Interviewer: Nick Howe
This is Amander Clark, a stem-cell biologist who researches early human development. To better understand this mysterious stage, scientists use two main strategies. One is to use early-stage human embryos that have come from in vitro fertilisation clinics and have been consented for use in research. But these samples are rare, and due to current ethical guidelines, these embryos cannot be grown in the lab for longer than 14 days. The second strategy is to use stem cells, specifically pluripotent stem cells, which can change or differentiate into any cell type. These can be induced to form structures like those seen in a human embryo. The trouble with this is that stem cell cultures don’t fully mimic embryo development as the cells don’t organise themselves in the same way. So, how can researchers better understand the implantation period? Well Jianping Fu, a mechanical engineer, has been looking at how mechanical and chemical signals interact with stem cells. Through these manipulations of stem cells, he found something unexpected which may help.
Interviewee: Jianping Fu
So, somehow, to our great surprise, we observed that under some engineered, three-dimensional culture environment with suitable mechanical signals, human pluripotent stem cells self-organise. Somehow in the subset of those colonies, we start to observe some very interesting asymmetrical structures and these asymmetric structures resemble the core of the peri-implantation human embryo. So, this really got us excited.
Interviewer: Nick Howe
Jianping has been working to make a system that reliably produces these embryo-like structures. This week in Nature, he presents a microfluidic system – a tiny device that precisely controls fluids and contains pores within which embryo-like structures can form.
Interviewee: Jianping Fu
Basically, this microfluidic system traps little balls of human pluripotent stem cells in such a way that you can apply chemicals to cells only on one side of the ball. The microfluidic delivery will allow control over the timing of the chemical signal. More or less, you can now control when and where the cells will be exposed to chemical signals that are important to drive them to continue to differentiate and develop.
Interviewer: Nick Howe
So, rather than producing a ball of disorganised cells, this system allows Jianping to induce the formation of organised cell structures that more closely represent a developing embryo. Specifically, it allows asymmetric development. When an embryo implants into the uterus, typically the top and bottom will differentiate differently, leading to distinctive structures.

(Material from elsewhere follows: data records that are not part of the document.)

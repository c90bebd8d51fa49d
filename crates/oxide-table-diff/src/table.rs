//! Table model.
//!
//! A [`Table`] is a snapshot of one table at a point in time: its ordered
//! columns, primary key, secondary indexes, auto-increment counter and the
//! `CREATE TABLE` statement the database reported for it.

use std::collections::HashSet;

use serde::{Deserialize, Serialize};

use crate::alter::TableAlter;
use crate::column::Column;
use crate::create::generate_create_statement;
use crate::diff::diff_table;
use crate::error::{Result, SchemaError};
use crate::index::Index;

fn default_engine() -> String {
    String::from("InnoDB")
}

fn default_char_set() -> String {
    String::from("utf8mb4")
}

/// Snapshot of a table's structure.
#[derive(Debug, Clone, PartialEq, Eq, Serialize, Deserialize)]
pub struct Table {
    /// Table name.
    pub name: String,
    /// Storage engine.
    #[serde(default = "default_engine")]
    pub engine: String,
    /// Default character set.
    #[serde(default = "default_char_set")]
    pub char_set: String,
    /// Default collation, when it is not the character set's default.
    #[serde(default, skip_serializing_if = "Option::is_none")]
    pub collation: Option<String>,
    /// Table comment.
    #[serde(default, skip_serializing_if = "Option::is_none")]
    pub comment: Option<String>,
    /// Columns in physical order.
    pub columns: Vec<Column>,
    /// Primary key, if any.
    #[serde(default, skip_serializing_if = "Option::is_none")]
    pub primary_key: Option<Index>,
    /// Secondary indexes in definition order.
    #[serde(default)]
    pub secondary_indexes: Vec<Index>,
    /// Next auto-increment value; 0 when the table has no such column.
    #[serde(default)]
    pub next_auto_increment: u64,
    /// `CREATE TABLE` statement as reported by the database.
    #[serde(default)]
    pub create_statement: String,
    /// Set when the generated statement does not match `create_statement`.
    #[serde(skip)]
    pub unsupported_ddl: bool,
}

impl Table {
    /// Creates an empty InnoDB table using `utf8mb4`.
    #[must_use]
    pub fn new(name: impl Into<String>) -> Self {
        Self {
            name: name.into(),
            engine: default_engine(),
            char_set: default_char_set(),
            collation: None,
            comment: None,
            columns: Vec::new(),
            primary_key: None,
            secondary_indexes: Vec::new(),
            next_auto_increment: 0,
            create_statement: String::new(),
            unsupported_ddl: false,
        }
    }

    /// Sets the storage engine.
    #[must_use]
    pub fn engine(mut self, engine: impl Into<String>) -> Self {
        self.engine = engine.into();
        self
    }

    /// Sets the default character set.
    #[must_use]
    pub fn char_set(mut self, char_set: impl Into<String>) -> Self {
        self.char_set = char_set.into();
        self
    }

    /// Sets the default collation.
    #[must_use]
    pub fn collation(mut self, collation: impl Into<String>) -> Self {
        self.collation = Some(collation.into());
        self
    }

    /// Sets the table comment.
    #[must_use]
    pub fn comment(mut self, comment: impl Into<String>) -> Self {
        self.comment = Some(comment.into());
        self
    }

    /// Appends a column.
    #[must_use]
    pub fn column(mut self, column: Column) -> Self {
        self.columns.push(column);
        self
    }

    /// Sets the primary key. The index is flagged as primary.
    #[must_use]
    pub fn primary_key(mut self, mut index: Index) -> Self {
        index.primary_key = true;
        index.unique = true;
        index.name.clear();
        self.primary_key = Some(index);
        self
    }

    /// Appends a secondary index.
    #[must_use]
    pub fn index(mut self, index: Index) -> Self {
        self.secondary_indexes.push(index);
        self
    }

    /// Sets the next auto-increment value.
    #[must_use]
    pub fn next_auto_increment(mut self, next: u64) -> Self {
        self.next_auto_increment = next;
        self
    }

    /// Records the statement the database reported for this table and
    /// checks it against the generated one.
    #[must_use]
    pub fn captured(mut self, create_statement: impl Into<String>) -> Self {
        self.create_statement = create_statement.into();
        self.detect_unsupported();
        self
    }

    /// Gets a column by name.
    #[must_use]
    pub fn get_column(&self, name: &str) -> Option<&Column> {
        self.columns.iter().find(|c| c.name == name)
    }

    /// Returns the `AUTO_INCREMENT` column, if any.
    #[must_use]
    pub fn auto_increment_column(&self) -> Option<&Column> {
        self.columns.iter().find(|c| c.auto_increment)
    }

    /// Returns whether some column is `AUTO_INCREMENT`.
    #[must_use]
    pub fn has_auto_increment(&self) -> bool {
        self.auto_increment_column().is_some()
    }

    /// Returns whether the model fully describes this table. Unsupported
    /// tables never produce change clauses.
    #[must_use]
    pub const fn is_supported(&self) -> bool {
        !self.unsupported_ddl
    }

    /// Renders the canonical `CREATE TABLE` statement for this table.
    #[must_use]
    pub fn generated_create_statement(&self) -> String {
        generate_create_statement(self)
    }

    /// Compares the generated statement with the captured one and updates
    /// the supported flag. Returns `true` when the table is unsupported.
    ///
    /// A table with no captured statement cannot be verified and is marked
    /// unsupported. Tables that never go through this check stay supported.
    pub fn detect_unsupported(&mut self) -> bool {
        self.unsupported_ddl = self.create_statement.is_empty()
            || self.generated_create_statement() != self.create_statement;
        self.unsupported_ddl
    }

    /// Returns the clauses that transform `self` into `to`.
    ///
    /// See [`diff_table`](crate::diff::diff_table).
    #[must_use]
    pub fn diff<'a>(&'a self, to: &'a Self) -> Vec<TableAlter<'a>> {
        diff_table(self, to)
    }

    /// Checks the structural invariants of the snapshot.
    ///
    /// # Errors
    ///
    /// Returns every violation found: a single [`SchemaError`] when there is
    /// one, [`SchemaError::Multiple`] otherwise.
    pub fn validate(&self) -> Result<()> {
        let mut errors = Vec::new();

        let mut seen = HashSet::new();
        for column in &self.columns {
            if !seen.insert(column.name.as_str()) {
                errors.push(SchemaError::DuplicateColumn {
                    table: self.name.clone(),
                    column: column.name.clone(),
                });
            }
        }

        if let Some(ref pk) = self.primary_key {
            self.validate_index(pk, true, &seen, &mut errors);
        }
        for index in &self.secondary_indexes {
            self.validate_index(index, false, &seen, &mut errors);
        }

        if self.columns.iter().filter(|c| c.auto_increment).count() > 1 {
            errors.push(SchemaError::MultipleAutoIncrement {
                table: self.name.clone(),
            });
        }

        match errors.len() {
            0 => Ok(()),
            1 => Err(errors.remove(0)),
            _ => Err(SchemaError::Multiple(errors)),
        }
    }

    fn validate_index(
        &self,
        index: &Index,
        in_primary_slot: bool,
        columns: &HashSet<&str>,
        errors: &mut Vec<SchemaError>,
    ) {
        if index.primary_key != in_primary_slot {
            errors.push(SchemaError::MisplacedPrimaryKey {
                table: self.name.clone(),
                index: index.to_string(),
            });
        }
        if index.parts.is_empty() {
            errors.push(SchemaError::EmptyIndex {
                table: self.name.clone(),
                index: index.to_string(),
            });
        }
        for name in index.column_names() {
            if !columns.contains(name) {
                errors.push(SchemaError::UnknownIndexColumn {
                    table: self.name.clone(),
                    index: index.to_string(),
                    column: name.to_string(),
                });
            }
        }
    }
}

#[cfg(test)]
mod tests {
    use super::*;
    use crate::column::ColumnDefault;

    fn widgets() -> Table {
        Table::new("widgets")
            .column(Column::new("id", "int(10) unsigned").not_null().auto_increment())
            .column(Column::new("label", "varchar(64)").default(ColumnDefault::Null))
            .primary_key(Index::primary().column("id"))
            .index(Index::new("idx_label").column("label"))
            .next_auto_increment(4)
    }

    #[test]
    fn lookup_helpers() {
        let table = widgets();
        assert_eq!(table.get_column("label").map(|c| c.type_in_db.as_str()), Some("varchar(64)"));
        assert!(table.get_column("missing").is_none());
        assert_eq!(table.auto_increment_column().map(|c| c.name.as_str()), Some("id"));
        assert!(table.has_auto_increment());
        assert!(!Table::new("t").has_auto_increment());
    }

    #[test]
    fn primary_key_builder_sets_flags() {
        let table = Table::new("t")
            .column(Column::new("a", "int").not_null())
            .primary_key(Index::new("ignored").column("a"));
        let pk = table.primary_key.as_ref().unwrap();
        assert!(pk.primary_key);
        assert!(pk.unique);
        assert!(pk.name.is_empty());
    }

    #[test]
    fn captured_matching_statement_is_supported() {
        let statement = widgets().generated_create_statement();
        let table = widgets().captured(statement);
        assert!(table.is_supported());
    }

    #[test]
    fn captured_mismatching_statement_is_unsupported() {
        let statement = widgets().generated_create_statement();
        let table = widgets().captured(statement.replace("ENGINE=InnoDB", "ENGINE=MyISAM"));
        assert!(!table.is_supported());
    }

    #[test]
    fn detect_unsupported_without_capture() {
        let mut table = widgets();
        assert!(table.is_supported());
        assert!(table.detect_unsupported());
        assert!(!table.is_supported());
        assert!(!widgets().captured("").is_supported());
    }

    #[test]
    fn detect_unsupported_is_recomputed() {
        let mut table = widgets().captured("CREATE TABLE `widgets` ()");
        assert!(!table.is_supported());
        table.create_statement = table.generated_create_statement();
        assert!(!table.detect_unsupported());
        assert!(table.is_supported());
    }

    #[test]
    fn validate_accepts_well_formed_table() {
        assert!(widgets().validate().is_ok());
    }

    #[test]
    fn validate_reports_single_error() {
        let table = widgets().column(Column::new("label", "text"));
        assert_eq!(
            table.validate(),
            Err(SchemaError::DuplicateColumn {
                table: "widgets".into(),
                column: "label".into(),
            })
        );
    }

    #[test]
    fn validate_collects_all_errors() {
        let mut table = widgets()
            .column(Column::new("other_id", "int").auto_increment())
            .index(Index::new("idx_empty"))
            .index(Index::new("idx_ghost").column("ghost"));
        table.secondary_indexes.push(Index::primary().column("id"));

        let Err(SchemaError::Multiple(errors)) = table.validate() else {
            panic!("expected multiple errors");
        };
        assert_eq!(errors.len(), 4);
        assert!(errors.contains(&SchemaError::EmptyIndex {
            table: "widgets".into(),
            index: "index `idx_empty`".into(),
        }));
        assert!(errors.contains(&SchemaError::UnknownIndexColumn {
            table: "widgets".into(),
            index: "index `idx_ghost`".into(),
            column: "ghost".into(),
        }));
        assert!(errors.contains(&SchemaError::MisplacedPrimaryKey {
            table: "widgets".into(),
            index: "primary key".into(),
        }));
        assert!(errors.contains(&SchemaError::MultipleAutoIncrement {
            table: "widgets".into(),
        }));
    }

    #[test]
    fn serde_defaults_and_skipped_flag() {
        let json = r#"{
            "name": "t",
            "columns": [{"name": "a", "type_in_db": "int"}]
        }"#;
        let table: Table = serde_json::from_str(json).unwrap();
        assert_eq!(table.engine, "InnoDB");
        assert_eq!(table.char_set, "utf8mb4");
        assert!(table.primary_key.is_none());
        assert_eq!(table.next_auto_increment, 0);
        assert!(table.is_supported());
        assert!(table.columns[0].nullable);

        let mut unsupported = widgets().captured("bogus");
        assert!(!unsupported.is_supported());
        let round_tripped: Table =
            serde_json::from_str(&serde_json::to_string(&unsupported).unwrap()).unwrap();
        assert!(round_tripped.is_supported());
        assert!(unsupported.detect_unsupported());
    }
}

Jianping was able to replicate this in his system and do it reliably.
Interviewee: Jianping Fu
Now, using this microfluidic system and this is very controllable and reproducible and scalable, we can generate these embryo-like structures with very high efficiency – more than 95% almost.
Interviewer: Nick Howe
Amander, who you heard from earlier and who wasn’t associated with this work, thinks this system is going to provide an important tool to understand embryonic development.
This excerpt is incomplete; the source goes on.